Later on, by July 2021, the WHO issued comprehensive guidance on the diagnosis and management of VITT following COVID-19 vaccination. This guidance clearly recommends ELISA as the preferable method for the detection of antibodies against PF4 in patients with suspected VITT, as rapid immunoassays are not that sensitive. In addition, the WHO defines major and minor criteria for thrombocytopenia, thrombotic events and laboratory examinations for diagnostic workup when VITT is suspected. Following the announced algorithm, a clinical diagnosis of VITT is confirmed in the combined presence of two major criteria of severe thrombocytopenia, as defined by a platelet count below 50 × 109/L and an acute thrombotic event at an uncommon location, such as CVT, splanchnic vein thrombosis, or thrombosis at multiple sites. Confirmation of VITT is also possible in cases of minor thrombosis (located e.g., in pulmonary arteries or veins, limb veins, cerebral arteries, or other arteries/veins) in combination with minor thrombocytopenia (a platelet count below 150 × 109/L but above 50 × 109/L), but with the detection of antibodies against PF4. Regarding therapeutic management options, the WHO guidance document recommends the use of non-heparin anticoagulants (argatroban, bivalirudine, fondaparinux, danaparoid, rivaroxaban, apixaban, dabigatran) and also IVIG (1 g/kg on two consecutive days or 0.4 g/kg on five consecutive days) in individuals with VITT. There is no clear recommendation for the use of steroids stated within this guidance document. Furthermore, the WHO advises against the routine use of platelet infusion in VITT patients [8].
An update on the diagnosis and therapeutic management of VITT patients was issued by Greinacher et al. [64] in October 2021, summarizing treatment options with regard to the likelihood of VITT. Hence, VITT is definitively diagnosed if all of the following five criteria are fulfilled: (1) onset of symptoms five to thirty days following COVID-19 vaccination, (2) verified acute thrombosis or severe persistent headache, (3) platelets below 150 × 109/L, (4) D-Dimer levels more than 4000 fibrinogen equivalent units (and more than eight times the upper limit of the normal), and (5) a positive ELISA assay for antibodies against PF4/heparin. In patients with a confirmed diagnosis of VITT, standard treatment comprises anticoagulation and IVIG administration. If a diagnosis of VITT is not definite because not all of the five criteria are fulfilled, but is probable or possible, anticoagulation and also, in some cases, IVIG treatment, are recommended. Following this classification, anticoagulation might also be indicated without thrombosis but with the fulfilment of other VITT-specific criteria. If VITT is unlikely, anticoagulation is required only in cases where acute thrombosis is detected. Safe anticoagulants for treating acute VITT comprise direct thrombin inhibitors, Factor Xa inhibitors, and fondaparinux. Since VKA causes prothrombotic protein C deficiency, Greinacher et al. advise against the use of VKA in VITT, itself a hypercoagulable state. Aspirin must be avoided since it does not affect platelet activation in the context of VITT, but might increase the risk of bleeding. In addition, Greinacher et al. recommend the use of heparin anticoagulants if non-heparins are not available, since delaying initiation of anticoagulation causes the most severe complications. Steroids might be a reasonable choice if IVIG is not available (e.g., prednisone 1–2 mg/kg or dexamethasone 40 mg over four days). The duration of anticoagulant treatment in VITT patients still remains unclear, but an optimal duration of three to six months, similar to thrombosis without VITT, is assumed [64].

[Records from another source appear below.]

use crate::expr;

/// Renders a program as parenthesized prefix notation, one top-level
/// statement per line. Used by `--print-ast` and by the parser tests.
pub fn print_program(stmts: &[expr::Stmt]) -> String {
    stmts.iter().map(print_stmt).collect::<Vec<_>>().join("\n")
}

pub fn print_stmt(stmt: &expr::Stmt) -> String {
    match stmt {
        expr::Stmt::Expr(e) => format!("(; {})", print_expr(e)),
        expr::Stmt::Print(_, e) => format!("(print {})", print_expr(e)),
        expr::Stmt::VarDecl(sym, Some(init)) => format!("(var {} {})", sym.name, print_expr(init)),
        expr::Stmt::VarDecl(sym, None) => format!("(var {})", sym.name),
        expr::Stmt::Block(stmts) => parenthesize("block", stmts.iter().map(print_stmt)),
        expr::Stmt::If(cond, then_branch, Some(else_branch)) => format!(
            "(if {} {} {})",
            print_expr(cond),
            print_stmt(then_branch),
            print_stmt(else_branch)
        ),
        expr::Stmt::If(cond, then_branch, None) => {
            format!("(if {} {})", print_expr(cond), print_stmt(then_branch))
        }
        expr::Stmt::While(cond, body) => format!("(while {} {})", print_expr(cond), print_stmt(body)),
        expr::Stmt::Break(_) => "(break)".to_string(),
        expr::Stmt::Return(_, Some(val)) => format!("(return {})", print_expr(val)),
        expr::Stmt::Return(_, None) => "(return)".to_string(),
        expr::Stmt::FunDecl(decl) => print_function(decl),
        expr::Stmt::ClassDecl(decl) => {
            let mut head = format!("class {}", decl.name.name);
            if let Some(superclass) = &decl.superclass {
                head.push_str(" < ");
                head.push_str(&print_expr(superclass));
            }
            parenthesize(&head, decl.methods.iter().map(|method| print_function(method)))
        }
    }
}

fn print_function(decl: &expr::FunDecl) -> String {
    let params: Vec<&str> = decl.params.iter().map(|param| param.name.as_str()).collect();
    let head = format!("fun {} ({})", decl.name.name, params.join(" "));
    parenthesize(&head, decl.body.iter().map(print_stmt))
}

pub fn print_expr(e: &expr::Expr) -> String {
    match e {
        expr::Expr::Literal(lit) => match lit {
            expr::Literal::Number(n) => format!("{}", n),
            expr::Literal::String(s) => s.clone(),
            expr::Literal::True => "true".to_string(),
            expr::Literal::False => "false".to_string(),
            expr::Literal::Nil => "nil".to_string(),
        },
        expr::Expr::Unary(op, operand) => {
            let op = match op.ty {
                expr::UnaryOpTy::Minus => "-",
                expr::UnaryOpTy::Bang => "!",
            };
            format!("({} {})", op, print_expr(operand))
        }
        expr::Expr::Binary(lhs, op, rhs) => {
            format!("({} {} {})", binary_op(op.ty), print_expr(lhs), print_expr(rhs))
        }
        expr::Expr::Logical(lhs, op, rhs) => {
            let op = match op {
                expr::LogicalOp::Or => "or",
                expr::LogicalOp::And => "and",
            };
            format!("({} {} {})", op, print_expr(lhs), print_expr(rhs))
        }
        expr::Expr::Ternary(cond, _, then_branch, else_branch) => format!(
            "(?: {} {} {})",
            print_expr(cond),
            print_expr(then_branch),
            print_expr(else_branch)
        ),
        expr::Expr::Call(callee, _, args) => {
            let head = format!("call {}", print_expr(callee));
            parenthesize(&head, args.iter().map(print_expr))
        }
        expr::Expr::Get(object, attr) => format!("(. {} {})", print_expr(object), attr.name),
        expr::Expr::Set(object, attr, val) => {
            format!("(set {} {} {})", print_expr(object), attr.name, print_expr(val))
        }
        expr::Expr::Grouping(inner) => format!("(group {})", print_expr(inner)),
        expr::Expr::Variable(_, sym) => sym.name.clone(),
        expr::Expr::Assign(_, sym, val) => format!("(= {} {})", sym.name, print_expr(val)),
        expr::Expr::This(_, _) => "this".to_string(),
        expr::Expr::Super(_, _, method) => format!("(super {})", method.name),
    }
}

fn binary_op(ty: expr::BinaryOpTy) -> &'static str {
    match ty {
        expr::BinaryOpTy::Comma => ",",
        expr::BinaryOpTy::EqualEqual => "==",
        expr::BinaryOpTy::NotEqual => "!=",
        expr::BinaryOpTy::Less => "<",
        expr::BinaryOpTy::LessEqual => "<=",
        expr::BinaryOpTy::Greater => ">",
        expr::BinaryOpTy::GreaterEqual => ">=",
        expr::BinaryOpTy::Plus => "+",
        expr::BinaryOpTy::Minus => "-",
        expr::BinaryOpTy::Star => "*",
        expr::BinaryOpTy::Slash => "/",
    }
}

fn parenthesize(head: &str, parts: impl Iterator<Item = String>) -> String {
    let mut out = format!("({}", head);
    for part in parts {
        out.push(' ');
        out.push_str(&part);
    }
    out.push(')');
    out
}

#[cfg(test)]
mod tests {
    use super::*;
    use crate::{parser, scanner};
    use pretty_assertions::assert_eq;

    fn printed(source: &str) -> String {
        let (tokens, _) = scanner::scan_tokens(source);
        let (stmts, errors) = parser::parse(tokens);
        assert!(errors.is_empty(), "{:?}", errors);
        print_program(&stmts)
    }

    #[test]
    fn statements() {
        assert_eq!(printed("var a;"), "(var a)");
        assert_eq!(printed("if (a) print \"yes\"; else return;"), "(if a (print yes) (return))");
        assert_eq!(printed("fun f(a, b) { return a; }"), "(fun f (a b) (return a))");
        assert_eq!(printed("class C {}"), "(class C)");
    }

    #[test]
    fn one_line_per_statement() {
        assert_eq!(printed("1; -(2);"), "(; 1)\n(; (- (group 2)))");
    }
}
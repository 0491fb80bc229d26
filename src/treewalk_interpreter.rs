use std::cell::RefCell;
use std::collections::HashMap;
use std::io::{self, Write};
use std::mem;
use std::rc::Rc;

use tracing::trace;

use crate::builtins;
use crate::environment::Environment;
use crate::error::{RuntimeError, RuntimeErrorKind};
use crate::expr;
use crate::resolver::Locals;
use crate::value::{self, Callable, LoxClass, LoxFunction, LoxInstance, Value};

/// Non-local exit out of statement execution. `Return` is caught at the
/// nearest call boundary; `Error` travels all the way to `interpret`.
#[derive(Debug)]
pub enum Unwind {
    Return(Value),
    Error(RuntimeError),
}

impl From<RuntimeError> for Unwind {
    fn from(err: RuntimeError) -> Unwind {
        Unwind::Error(err)
    }
}

pub struct Interpreter {
    pub globals: Rc<RefCell<Environment>>,
    env: Rc<RefCell<Environment>>,
    locals: Locals,
    // Set by `break`, observed by the nearest enclosing loop once its body
    // finishes. There is one flag, not one per loop.
    broken: bool,
    out: Box<dyn Write>,
}

impl Default for Interpreter {
    fn default() -> Interpreter {
        Interpreter::with_writer(Box::new(io::stdout()))
    }
}
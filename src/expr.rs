use std::rc::Rc;
use std::sync::atomic::{AtomicUsize, Ordering};

/// Identity of a name-resolving expression node. The resolver keys its
/// distance table on this, so two structurally equal nodes never alias.
#[derive(Debug, Copy, Clone, Eq, PartialEq, Hash)]
pub struct ExprId(pub usize);

static NEXT_EXPR_ID: AtomicUsize = AtomicUsize::new(0);

impl ExprId {
    /// Ids are unique for the life of the process, so ASTs parsed on
    /// different REPL lines can share one distance table.
    pub fn fresh() -> ExprId {
        ExprId(NEXT_EXPR_ID.fetch_add(1, Ordering::Relaxed))
    }
}

#[derive(Debug, Clone)]
pub enum Expr {
    Literal(Literal),
    Unary(UnaryOp, Box<Expr>),
    Binary(Box<Expr>, BinaryOp, Box<Expr>),
    Ternary(Box<Expr>, SourceLocation, Box<Expr>, Box<Expr>),
    Call(Box<Expr>, SourceLocation, Vec<Expr>),
    Get(Box<Expr>, Symbol),
    Set(Box<Expr>, Symbol, Box<Expr>),
    Grouping(Box<Expr>),
    Variable(ExprId, Symbol),
    Assign(ExprId, Symbol, Box<Expr>),
    Logical(Box<Expr>, LogicalOp, Box<Expr>),
    This(ExprId, SourceLocation),
    Super(ExprId, SourceLocation, Symbol),
}

#[derive(Debug, Copy, Clone, PartialEq)]
pub struct SourceLocation {
    pub line: usize,
    pub col: i64,
}

#[derive(Debug, Copy, Clone, Eq, PartialEq)]
pub enum LogicalOp {
    Or,
    And,
}

#[derive(Debug, Eq, PartialEq, Hash, Clone)]
pub struct Symbol {
    pub name: String,
    pub line: usize,
    pub col: i64,
}

#[derive(Debug, Clone)]
pub struct FunDecl {
    pub name: Symbol,
    pub params: Vec<Symbol>,
    pub body: Vec<Stmt>,
}

#[derive(Debug, Clone)]
pub struct ClassDecl {
    pub name: Symbol,
    /// Always an `Expr::Variable`, so it gets a resolved distance like any
    /// other read.
    pub superclass: Option<Expr>,
    pub methods: Vec<Rc<FunDecl>>,
}

#[derive(Debug, Clone)]
pub enum Stmt {
    Expr(Expr),
    FunDecl(Rc<FunDecl>),
    ClassDecl(ClassDecl),
    If(Expr, Box<Stmt>, Option<Box<Stmt>>),
    Print(SourceLocation, Expr),
    VarDecl(Symbol, Option<Expr>),
    Block(Vec<Stmt>),
    Return(SourceLocation, Option<Expr>),
    Break(SourceLocation),
    While(Expr, Box<Stmt>),
}

#[derive(Debug, Copy, Clone, Eq, PartialEq)]
pub enum UnaryOpTy {
    Minus,
    Bang,
}

#[derive(Debug, Copy, Clone)]
pub struct UnaryOp {
    pub ty: UnaryOpTy,
    pub line: usize,
    pub col: i64,
}

#[derive(Debug, Copy, Clone, Eq, PartialEq)]
pub enum BinaryOpTy {
    Comma,
    EqualEqual,
    NotEqual,
    Less,
    LessEqual,
    Greater,
    GreaterEqual,
    Plus,
    Minus,
    Star,
    Slash,
}

#[derive(Debug, Copy, Clone)]
pub struct BinaryOp {
    pub ty: BinaryOpTy,
    pub line: usize,
    pub col: i64,
}

#[derive(Debug, Clone, PartialEq)]
pub enum Literal {
    Number(f64),
    String(String),
    True,
    False,
    Nil,
}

6. Prevention of Thrombotic Complications after COVID-19 Vaccination

Following GTH recommendations, thromboprophylaxis in order to prevent the development of thrombotic complications following adenoviral vector vaccines is not routinely indicated, but may be indicated in particular patients with underlying predisposing risk factors for VTE in the case of severe flulike symptoms following vaccination. In case of an indication for thromboprophylaxis following adenoviral vector vaccines, anticoagulants other than LMWH and fondaparinux are advised (e.g., prophylactic dosages of DOACs on an off-label basis). The rationale behind recommending the possible use of therapeutic anticoagulant treatment in VITT, but otherwise advising against its prophylactic use with COVID-19 adenoviral vector vaccines, is the possible activation of inflammatory and immune stimulatory pathways during the early phase after vaccination, which may promote the VITT phenomenon. In patients on pre-existing anticoagulant treatment with oral anticoagulants (OAC), continuation of this OAC is recommended during and after vaccination [58].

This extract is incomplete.